What to Expect From Your Editor
I’ve had several discussions with writers who are nervous about sending their work to an editor. It got me thinking that new authors may not understand what happens after they send their manuscript to their editor. So, I thought I’d give you a quick rundown of my process so you have an idea what to expect.
This applies to authors who request two manuscript readings. If you require only proofreading, this wouldn’t apply.
The first reading is structural. For fiction, I look for plot and character development. If your character is aged 15 in the first chapter, I make sure that you don’t regress her to 12 in the eighth chapter. I also make sure that your characters ‘remain in character.’ If your evil villain suddenly gives someone a tender look, it needs to be part of the plot development or your audience will wonder when they entered the twilight zone. At the same time, I look for holes in your plot development or slow points which should be addressed.
Non-fiction is significantly different. Here, it is crucial that your thesis is developed and your arguments are sound and follow a logical progression. If I find any weaknesses, I flag them for you to address. At the same time, I read for extra content. Yes, you will almost certainly have to CUT. Don’t be alarmed. It’s painful to allow a faceless stranger to give a critique of your words, but it’s for your benefit. Editors are trained to look for secondary threads that don’t add to the argument, or journeys down side paths that distract from your argument. Remember, your goal is to please your reader.
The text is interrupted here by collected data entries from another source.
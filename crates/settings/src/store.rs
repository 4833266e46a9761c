use std::collections::HashMap;
use std::fs;
use std::path::{Path, PathBuf};
use std::sync::{Arc, PoisonError, RwLock, RwLockReadGuard, RwLockWriteGuard};

use crate::{Settings, SettingsError};

use ron::{Map, Value};

type Deltas = HashMap<String, Value>;

fn read<T>(lock: &RwLock<T>) -> RwLockReadGuard<'_, T> {
    lock.read().unwrap_or_else(PoisonError::into_inner)
}

fn write<T>(lock: &RwLock<T>) -> RwLockWriteGuard<'_, T> {
    lock.write().unwrap_or_else(PoisonError::into_inner)
}

/// Serialize a section and re-read it as a generic RON map.
fn section_to_map<T: Settings>(section: &T) -> Result<Map, SettingsError> {
    let text = ron::to_string(section)?;
    match ron::from_str::<Value>(&text)? {
        Value::Map(map) => Ok(map),
        _ => Err(SettingsError::NotAMap(T::SECTION)),
    }
}

fn section_from_value<T: Settings>(value: &Value) -> Result<T, SettingsError> {
    Ok(value.clone().into_rust::<T>()?)
}

/// Merge default + delta recursively. Non-map delta values replace the default.
fn merge_maps(default: &Map, delta: &Map) -> Map {
    let mut merged = default.clone();
    for (key, delta_value) in delta.iter() {
        let combined = match (merged.get(key), delta_value) {
            (Some(Value::Map(default_sub)), Value::Map(delta_sub)) => {
                Value::Map(merge_maps(default_sub, delta_sub))
            }
            _ => delta_value.clone(),
        };
        merged.insert(key.clone(), combined);
    }
    merged
}

/// Keys of `current` that differ from `default`, recursing into nested maps.
fn diff_map(current: &Map, default: &Map) -> Map {
    let mut out = Map::new();
    for (key, value) in current.iter() {
        match (value, default.get(key)) {
            (Value::Map(current_sub), Some(Value::Map(default_sub))) => {
                let sub = diff_map(current_sub, default_sub);
                if !sub.is_empty() {
                    out.insert(key.clone(), Value::Map(sub));
                }
            }
            (value, Some(default_value)) if value == default_value => {}
            (value, _) => {
                out.insert(key.clone(), value.clone());
            }
        }
    }
    out
}

fn effective_value(default: &Map, delta: Option<&Value>) -> Value {
    match delta {
        Some(Value::Map(delta_map)) => Value::Map(merge_maps(default, delta_map)),
        Some(other) => other.clone(),
        None => Value::Map(default.clone()),
    }
}

fn load_deltas(path: &Path) -> Result<Deltas, SettingsError> {
    if !path.exists() {
        return Ok(Deltas::new());
    }
    let content = fs::read_to_string(path)?;
    if content.trim().is_empty() {
        return Ok(Deltas::new());
    }
    Ok(ron::from_str(&content)?)
}

/// Builder for [`SettingsStore`].
#[derive(Default)]
pub struct SettingsStoreBuilder {
    settings_file: Option<PathBuf>,
}

impl SettingsStoreBuilder {
    pub fn new() -> Self {
        Self::default()
    }

    pub fn with_settings_file<P: Into<PathBuf>>(mut self, path: P) -> Self {
        self.settings_file = Some(path.into());
        self
    }

    pub fn build(self) -> Result<SettingsStore, SettingsError> {
        let file_path = self.settings_file.ok_or(SettingsError::MissingFile)?;

        if let Some(dir) = file_path.parent() {
            if !dir.exists() {
                fs::create_dir_all(dir)?;
            }
        }

        let deltas = load_deltas(&file_path)?;
        tracing::debug!(
            "settings store opened at {:?} with {} section deltas",
            file_path,
            deltas.len()
        );

        Ok(SettingsStore {
            file_path,
            deltas: RwLock::new(deltas),
            defaults: RwLock::new(HashMap::new()),
            values: RwLock::new(HashMap::new()),
        })
    }
}

/// Thread-safe settings store backed by a single RON delta file.
///
/// Only values that differ from the registered defaults are written back.
pub struct SettingsStore {
    file_path: PathBuf,
    deltas: RwLock<Deltas>,
    defaults: RwLock<HashMap<&'static str, Map>>,
    values: RwLock<HashMap<&'static str, Value>>,
}

impl SettingsStore {
    pub fn builder() -> SettingsStoreBuilder {
        SettingsStoreBuilder::new()
    }

    pub fn file_path(&self) -> &Path {
        &self.file_path
    }

    pub fn is_registered<T: Settings>(&self) -> bool {
        read(&self.values).contains_key(T::SECTION)
    }

    /// Register a section: store its defaults and merge any delta from disk.
    pub fn register<T: Settings>(&self) -> Result<(), SettingsError> {
        if self.is_registered::<T>() {
            return Err(SettingsError::AlreadyRegistered(T::SECTION));
        }

        let default_map = section_to_map(&T::default())?;
        let merged = effective_value(&default_map, read(&self.deltas).get(T::SECTION));

        write(&self.defaults).insert(T::SECTION, default_map);
        write(&self.values).insert(T::SECTION, merged);
        Ok(())
    }

    /// Snapshot of the effective section value.
    pub fn get<T: Settings>(&self) -> Result<Arc<T>, SettingsError> {
        self.try_get::<T>()?
            .ok_or(SettingsError::NotRegistered(T::SECTION))
    }

    /// Like [`get`](Self::get) but `None` for unregistered sections.
    pub fn try_get<T: Settings>(&self) -> Result<Option<Arc<T>>, SettingsError> {
        let values = read(&self.values);
        let Some(value) = values.get(T::SECTION) else {
            return Ok(None);
        };
        Ok(Some(Arc::new(section_from_value::<T>(value)?)))
    }

    /// Mutate a section and persist the recomputed delta.
    pub fn update<T, F>(&self, mutator: F) -> Result<(), SettingsError>
    where
        T: Settings,
        F: FnOnce(&mut T),
    {
        let mut section: T = {
            let values = read(&self.values);
            let value = values
                .get(T::SECTION)
                .ok_or(SettingsError::NotRegistered(T::SECTION))?;
            section_from_value(value)?
        };
        mutator(&mut section);

        let new_map = section_to_map(&section)?;
        let delta = {
            let defaults = read(&self.defaults);
            let default_map = defaults
                .get(T::SECTION)
                .ok_or(SettingsError::NotRegistered(T::SECTION))?;
            diff_map(&new_map, default_map)
        };

        write(&self.values).insert(T::SECTION, Value::Map(new_map));
        {
            let mut deltas = write(&self.deltas);
            if delta.is_empty() {
                deltas.remove(T::SECTION);
            } else {
                deltas.insert(T::SECTION.to_string(), Value::Map(delta));
            }
        }

        self.persist_deltas()
    }

    /// Re-read the delta file and re-merge every registered section.
    pub fn reload(&self) -> Result<(), SettingsError> {
        let new_deltas = load_deltas(&self.file_path)?;

        {
            let defaults = read(&self.defaults);
            let mut values = write(&self.values);
            for (section, default_map) in defaults.iter() {
                values.insert(*section, effective_value(default_map, new_deltas.get(*section)));
            }
        }

        *write(&self.deltas) = new_deltas;
        tracing::debug!("settings reloaded from {:?}", self.file_path);
        Ok(())
    }

    fn persist_deltas(&self) -> Result<(), SettingsError> {
        let clean: Deltas = read(&self.deltas)
            .iter()
            .filter(|(_, value)| !matches!(value, Value::Map(map) if map.is_empty()))
            .map(|(key, value)| (key.clone(), value.clone()))
            .collect();

        let text = ron::ser::to_string_pretty(&clean, ron::ser::PrettyConfig::default())?;

        let tmp = self.file_path.with_extension("tmp");
        fs::write(&tmp, text)?;
        fs::rename(&tmp, &self.file_path)?;
        Ok(())
    }
}

#[cfg(test)]
mod tests {
    use super::*;

    fn map(entries: &[(&str, Value)]) -> Map {
        let mut map = Map::new();
        for (key, value) in entries {
            map.insert(Value::String((*key).to_string()), value.clone());
        }
        map
    }

    #[test]
    fn merge_keeps_defaults_for_missing_keys() {
        let default = map(&[
            ("a", Value::Bool(false)),
            ("b", Value::String("x".into())),
        ]);
        let delta = map(&[("a", Value::Bool(true))]);

        let merged = merge_maps(&default, &delta);
        assert_eq!(merged.get(&Value::String("a".into())), Some(&Value::Bool(true)));
        assert_eq!(
            merged.get(&Value::String("b".into())),
            Some(&Value::String("x".into()))
        );
    }

    #[test]
    fn diff_of_identical_maps_is_empty() {
        let default = map(&[("nested", Value::Map(map(&[("k", Value::Bool(true))])))]);
        assert!(diff_map(&default, &default).is_empty());
    }

    #[test]
    fn diff_only_reports_changed_nested_keys() {
        let default = map(&[(
            "nested",
            Value::Map(map(&[("k", Value::Bool(true)), ("j", Value::Bool(true))])),
        )]);
        let current = map(&[(
            "nested",
            Value::Map(map(&[("k", Value::Bool(false)), ("j", Value::Bool(true))])),
        )]);

        let diff = diff_map(&current, &default);
        let Some(Value::Map(nested)) = diff.get(&Value::String("nested".into())) else {
            panic!("nested diff should be a map");
        };
        assert_eq!(nested.len(), 1);
        assert!(nested.get(&Value::String("k".into())).is_some());
    }
}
At this point, you get your manuscript back. It’s important that you turn it around as quickly as possible. Structural changes need to be completed prior to a final proofreading, and you may be under publishing deadlines. You will almost certainly find suggestions that you do not agree with. That’s fine – this is your work. However, do not reject the suggestions without serious consideration.
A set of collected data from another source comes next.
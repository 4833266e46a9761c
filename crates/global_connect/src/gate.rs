//! Entry screen: tone challenge followed by the typed passcode.

mod input;
mod logic;
mod session;
mod ui;

use bevy::prelude::*;

pub use logic::{
    GateCommand, GateLogicPlugin, GateRng, GateSession, TonePlayback, TonePlayed, UnlockCountdown,
};
pub use session::{
    GatePhase, GateRules, PASSCODE, PasscodeSession, SubmitOutcome, ToneOutcome,
};

/// Everything the gate screen needs: session logic, keyboard input and the keypad UI.
pub struct GatePlugin;

impl Plugin for GatePlugin {
    fn build(&self, app: &mut App) {
        app.add_plugins((GateLogicPlugin, input::GateInputPlugin, ui::GateUiPlugin));
    }
}
//! The globe body: textured surface, night lights and a coordinate grid.

use super::mode::AlternateMode;
use super::{EARTH_TILT, GLOBE_RADIUS, GlobeScene, GlobeSetup};
use crate::AppScreen;
use crate::utils::remove;
use bevy::prelude::*;
use std::f32::consts::FRAC_PI_2;

pub struct EarthPlugin;

impl Plugin for EarthPlugin {
    fn build(&self, app: &mut App) {
        app.add_systems(OnEnter(AppScreen::Globe), spawn_earth.in_set(GlobeSetup::Earth))
            .add_systems(
                Update,
                (
                    tint_earth.run_if(resource_changed::<AlternateMode>),
                    draw_grid,
                )
                    .run_if(in_state(AppScreen::Globe)),
            )
            .add_systems(OnExit(AppScreen::Globe), remove::<EarthMaterials>);
    }
}

/// Parent of everything pinned to the surface; carries the axial tilt.
#[derive(Component)]
pub struct EarthRoot;

#[derive(Resource)]
struct EarthMaterials {
    surface: Handle<StandardMaterial>,
    lights: Handle<StandardMaterial>,
}

#[derive(Debug, Clone, Copy, PartialEq)]
pub struct EarthPalette {
    pub surface: Color,
    pub lights: Color,
    pub grid: Color,
}

impl EarthPalette {
    pub fn for_mode(alternate: bool) -> Self {
        if alternate {
            Self {
                surface: Color::srgb_u8(0x45, 0x0a, 0x0a),
                lights: Color::srgb_u8(0xef, 0x44, 0x44),
                grid: Color::srgb_u8(0xf9, 0x73, 0x16).with_alpha(0.15),
            }
        } else {
            Self {
                surface: Color::srgb_u8(0x3b, 0x07, 0x64),
                lights: Color::srgb_u8(0xfb, 0xbf, 0x24),
                grid: Color::srgb_u8(0xfc, 0xd3, 0x4d).with_alpha(0.05),
            }
        }
    }
}

pub fn earth_rotation() -> Quat {
    Quat::from_rotation_z(EARTH_TILT)
}

fn spawn_earth(
    mut commands: Commands,
    asset_server: Res<AssetServer>,
    mut meshes: ResMut<Assets<Mesh>>,
    mut materials: ResMut<Assets<StandardMaterial>>,
) {
    let palette = EarthPalette::for_mode(false);
    let surface = materials.add(StandardMaterial {
        base_color: palette.surface.with_alpha(0.95),
        base_color_texture: Some(asset_server.load("textures/earth_atmos.png")),
        alpha_mode: AlphaMode::Blend,
        unlit: true,
        ..default()
    });
    let lights = materials.add(StandardMaterial {
        base_color: palette.lights.with_alpha(0.9),
        base_color_texture: Some(asset_server.load("textures/earth_lights.png")),
        alpha_mode: AlphaMode::Add,
        unlit: true,
        ..default()
    });

    commands
        .spawn((
            Transform::from_rotation(earth_rotation()),
            Visibility::default(),
            EarthRoot,
            GlobeScene,
            Name::new("Earth"),
        ))
        .with_children(|earth| {
            earth.spawn((
                Mesh3d(meshes.add(Sphere::new(GLOBE_RADIUS).mesh().uv(64, 64))),
                MeshMaterial3d(surface.clone()),
                Name::new("Earth Surface"),
            ));
            earth.spawn((
                Mesh3d(meshes.add(Sphere::new(GLOBE_RADIUS + 0.01).mesh().uv(64, 64))),
                MeshMaterial3d(lights.clone()),
                Pickable::IGNORE,
                Name::new("Earth Lights"),
            ));
        });

    commands.insert_resource(EarthMaterials { surface, lights });
}

fn tint_earth(
    mode: Res<AlternateMode>,
    handles: Option<Res<EarthMaterials>>,
    mut materials: ResMut<Assets<StandardMaterial>>,
) {
    let Some(handles) = handles else {
        return;
    };
    let palette = EarthPalette::for_mode(mode.active());
    if let Some(surface) = materials.get_mut(&handles.surface) {
        surface.base_color = palette.surface.with_alpha(0.95);
    }
    if let Some(lights) = materials.get_mut(&handles.lights) {
        lights.base_color = palette.lights.with_alpha(0.9);
    }
}

fn draw_grid(mut gizmos: Gizmos, mode: Res<AlternateMode>) {
    let color = EarthPalette::for_mode(mode.active()).grid;
    let tilt = earth_rotation();
    let radius = GLOBE_RADIUS + 0.02;

    for step in -5..=5 {
        let lat = (step as f32 * 15.0).to_radians();
        let center = tilt * Vec3::new(0.0, radius * lat.sin(), 0.0);
        gizmos
            .circle(
                Isometry3d::new(center, tilt * Quat::from_rotation_x(FRAC_PI_2)),
                radius * lat.cos(),
                color,
            )
            .resolution(64);
    }
    for step in 0..12 {
        let lon = (step as f32 * 15.0).to_radians();
        gizmos
            .circle(
                Isometry3d::new(Vec3::ZERO, tilt * Quat::from_rotation_y(lon)),
                radius,
                color,
            )
            .resolution(64);
    }
}

#[cfg(test)]
mod tests {
    use super::*;

    #[test]
    fn alternate_palette_is_brighter_on_the_grid() {
        let normal = EarthPalette::for_mode(false);
        let alternate = EarthPalette::for_mode(true);
        assert!(alternate.grid.alpha() > normal.grid.alpha());
        assert_ne!(normal.surface, alternate.surface);
    }
}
Clutter is the disease of American writing. We are a society strangling in unnecessary words, circular constructions, pompous frills and meaningless jargon.
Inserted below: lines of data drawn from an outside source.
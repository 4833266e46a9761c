//! Fixed pool of shooting stars recycled through an index free-list.

use super::{GlobeRng, GlobeScene};
use crate::AppScreen;
use crate::config::GlobeSettings;
use bevy::prelude::*;
use rand::Rng;
use settings::SettingsArc;

pub struct ShootingStarPlugin;

impl Plugin for ShootingStarPlugin {
    fn build(&self, app: &mut App) {
        app.init_resource::<GlobeRng>()
            .add_systems(OnEnter(AppScreen::Globe), spawn_pool)
            .add_systems(Update, update_shooting_stars.run_if(in_state(AppScreen::Globe)));
    }
}

pub const POOL_SIZE: usize = 77;

const LAUNCH_RADIUS: f32 = 350.0;
const MIN_LAUNCH_HEIGHT: f32 = 50.0;
const DECAY_PER_SECOND: f32 = 0.3;
const TRAIL_COLOR: Color = Color::srgb(0.647, 0.953, 0.988);

#[derive(Debug, Clone, Copy, PartialEq, Default)]
pub struct ShootingStar {
    pub position: Vec3,
    pub direction: Vec3,
    pub velocity: f32,
    pub life: f32,
    pub active: bool,
}

impl ShootingStar {
    /// A fresh star high above the globe, heading across the sky.
    pub fn launch(rng: &mut impl Rng) -> Self {
        let theta = rng.gen_range(0.0..std::f32::consts::TAU);
        let phi = rng.gen_range(0.0..1.2f32);
        let mut start = Vec3::new(
            LAUNCH_RADIUS * phi.sin() * theta.cos(),
            LAUNCH_RADIUS * phi.cos(),
            LAUNCH_RADIUS * phi.sin() * theta.sin(),
        );
        if start.y < MIN_LAUNCH_HEIGHT {
            start.y = MIN_LAUNCH_HEIGHT + rng.gen_range(0.0..100.0);
        }
        let heading = Vec3::new(
            (rng.gen_range(0.0f32..1.0) - 0.5) * 400.0,
            -rng.gen_range(0.0f32..1.0) * 100.0,
            (rng.gen_range(0.0f32..1.0) - 0.5) * 400.0,
        );

        Self {
            position: start,
            direction: heading.normalize_or_zero(),
            velocity: 4.0 + rng.gen_range(0.0..2.0),
            life: 1.0,
            active: true,
        }
    }

    /// Trail length factor.
    pub fn stretch(&self) -> f32 {
        self.life.max(0.0) * 100.0
    }

    pub fn opacity(&self) -> f32 {
        self.life.max(0.0) * 0.9
    }
}

/// Arena of `N` slots. `free` holds the indices of inactive slots and never
/// outgrows its initial capacity.
#[derive(Resource, Debug)]
pub struct ShootingStarPool<const N: usize> {
    slots: [ShootingStar; N],
    free: Vec<usize>,
}

impl<const N: usize> Default for ShootingStarPool<N> {
    fn default() -> Self {
        let mut free = Vec::with_capacity(N);
        free.extend((0..N).rev());
        Self {
            slots: [ShootingStar::default(); N],
            free,
        }
    }
}

impl<const N: usize> ShootingStarPool<N> {
    pub fn slot(&self, index: usize) -> Option<&ShootingStar> {
        self.slots.get(index)
    }

    pub fn active_count(&self) -> usize {
        N - self.free.len()
    }

    pub fn free_count(&self) -> usize {
        self.free.len()
    }

    pub fn free_capacity(&self) -> usize {
        self.free.capacity()
    }

    /// Activates the next free slot, if any.
    pub fn spawn(&mut self, rng: &mut impl Rng) -> Option<usize> {
        let index = self.free.pop()?;
        self.slots[index] = ShootingStar::launch(rng);
        Some(index)
    }

    /// Every free slot rolls `chance` once. Returns how many launched.
    pub fn roll_spawns(&mut self, chance: f32, rng: &mut impl Rng) -> usize {
        let mut launched = 0;
        let mut cursor = 0;
        while cursor < self.free.len() {
            if rng.gen_range(0.0f32..1.0) < chance {
                let index = self.free.swap_remove(cursor);
                self.slots[index] = ShootingStar::launch(rng);
                launched += 1;
            } else {
                cursor += 1;
            }
        }
        launched
    }

    /// Advances active stars; returns how many burned out this tick.
    pub fn tick(&mut self, dt: f32) -> usize {
        let mut expired = 0;
        for (index, star) in self.slots.iter_mut().enumerate() {
            if !star.active {
                continue;
            }
            star.position += star.direction * star.velocity * dt * 60.0;
            star.life -= dt * DECAY_PER_SECOND;
            if star.life <= 0.0 {
                star.active = false;
                self.free.push(index);
                expired += 1;
            }
        }
        expired
    }
}

#[derive(Component)]
struct ShootingStarSlot {
    index: usize,
    material: Handle<StandardMaterial>,
}

fn spawn_pool(
    mut commands: Commands,
    mut meshes: ResMut<Assets<Mesh>>,
    mut materials: ResMut<Assets<StandardMaterial>>,
) {
    commands.insert_resource(ShootingStarPool::<POOL_SIZE>::default());

    let mesh = meshes.add(Cone {
        radius: 0.6,
        height: 1.0,
    });
    commands
        .spawn((
            Transform::default(),
            Visibility::default(),
            GlobeScene,
            Name::new("Shooting Stars"),
        ))
        .with_children(|sky| {
            for index in 0..POOL_SIZE {
                let material = materials.add(StandardMaterial {
                    base_color: TRAIL_COLOR.with_alpha(0.0),
                    alpha_mode: AlphaMode::Add,
                    unlit: true,
                    ..default()
                });
                sky.spawn((
                    Mesh3d(mesh.clone()),
                    MeshMaterial3d(material.clone()),
                    Transform::default(),
                    Visibility::Hidden,
                    Pickable::IGNORE,
                    ShootingStarSlot { index, material },
                ));
            }
        });
}

fn update_shooting_stars(
    time: Res<Time>,
    settings: Res<SettingsArc<GlobeSettings>>,
    pool: Option<ResMut<ShootingStarPool<POOL_SIZE>>>,
    mut rng: ResMut<GlobeRng>,
    mut slots: Query<(&ShootingStarSlot, &mut Transform, &mut Visibility)>,
    mut materials: ResMut<Assets<StandardMaterial>>,
) {
    let Some(mut pool) = pool else {
        return;
    };
    pool.tick(time.delta_secs());
    pool.roll_spawns(settings.shooting_star_spawn_chance, &mut rng.0);

    for (slot, mut transform, mut visibility) in &mut slots {
        let Some(star) = pool.slot(slot.index) else {
            continue;
        };
        if !star.active {
            visibility.set_if_neq(Visibility::Hidden);
            continue;
        }
        visibility.set_if_neq(Visibility::Visible);
        // Apex trails behind the head.
        *transform = Transform::from_translation(star.position)
            .with_rotation(Quat::from_rotation_arc(Vec3::Y, -star.direction))
            .with_scale(Vec3::new(1.5, star.stretch().max(0.01), 1.5));
        if let Some(material) = materials.get_mut(&slot.material) {
            material.base_color = TRAIL_COLOR.with_alpha(star.opacity());
        }
    }
}

#[cfg(test)]
mod tests {
    use super::*;
    use rand::{SeedableRng, rngs::StdRng};

    fn rng() -> StdRng {
        StdRng::seed_from_u64(42)
    }

    #[test]
    fn launches_start_high_and_fresh() {
        let mut rng = rng();
        for _ in 0..200 {
            let star = ShootingStar::launch(&mut rng);
            assert!(star.active);
            assert_eq!(star.life, 1.0);
            assert!(star.position.y >= MIN_LAUNCH_HEIGHT);
            assert!((4.0..6.0).contains(&star.velocity));
            assert!((star.direction.length() - 1.0).abs() < 1e-4);
        }
    }

    #[test]
    fn life_strictly_decreases_until_the_slot_frees_up() {
        let mut pool = ShootingStarPool::<4>::default();
        let mut rng = rng();
        let index = pool.spawn(&mut rng).expect("free slot");
        assert_eq!(pool.active_count(), 1);

        let dt = 0.25;
        let mut last_life = 1.0;
        let mut ticks = 0;
        loop {
            let expired = pool.tick(dt);
            ticks += 1;
            let star = *pool.slot(index).expect("slot exists");
            if star.life <= 0.0 {
                assert!(!star.active);
                assert_eq!(expired, 1);
                break;
            }
            assert!(star.active);
            assert!(star.life < last_life);
            last_life = star.life;
        }

        // 1.0 / (0.25 * 0.3) ticks, rounded up.
        assert_eq!(ticks, 14);
        assert_eq!(pool.active_count(), 0);
        assert_eq!(pool.free_count(), 4);
        assert!(pool.spawn(&mut rng).is_some(), "slot is reusable");
    }

    #[test]
    fn inactive_stars_do_not_move() {
        let mut pool = ShootingStarPool::<2>::default();
        pool.tick(1.0);
        assert_eq!(*pool.slot(0).expect("slot"), ShootingStar::default());
    }

    #[test]
    fn spawn_rolls_respect_chance_and_pool_size() {
        let mut pool = ShootingStarPool::<POOL_SIZE>::default();
        let mut rng = rng();
        let capacity = pool.free_capacity();

        assert_eq!(pool.roll_spawns(0.0, &mut rng), 0);
        assert_eq!(pool.roll_spawns(1.0, &mut rng), POOL_SIZE);
        assert_eq!(pool.free_count(), 0);
        assert_eq!(pool.spawn(&mut rng), None);

        for _ in 0..20 {
            pool.tick(0.25);
        }
        assert_eq!(pool.free_count(), POOL_SIZE);
        assert_eq!(pool.free_capacity(), capacity);
    }

    #[test]
    fn trail_fades_with_life() {
        let star = ShootingStar {
            life: 0.5,
            ..default()
        };
        assert_eq!(star.stretch(), 50.0);
        assert!((star.opacity() - 0.45).abs() < 1e-6);
    }
}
William Zinsser, On Writing Well
Once you return the manuscript, I begin the detail copyediting. This is painstaking work that must be done carefully.
Editors look for many things at once. Copyediting is not simply a matter of looking for grammar and punctuation issues. One of the biggest parts of the job is ensuring consistency. Are your character’s names spelled the same from beginning to end? Do you spell place names correctly? Do you use the serial comma, or not? Are you inordinately fond of adverbs? There are countless details that editors need to watch for.
When you get your final manuscript back, you need to seriously reflect on each of the recommendations. Again, you’ll find there are instances where your editor has made changes you disagree with. Keep in mind, however, that you hire an editor for their expertise. You do not have to accept any of the changes, but know why you don’t accept them.
As writers, we’re strongly attached to our words: we don’t want to discard any of them. That is only natural. So editors, who read from an unbiased perspective, are an essential part of the process. An editor’s objective is to act as a bridge between the author and the reader and to make the process as enjoyable as possible for each.
No matter how many red marks you see on your edited manuscript, remember that your editor is not your enemy.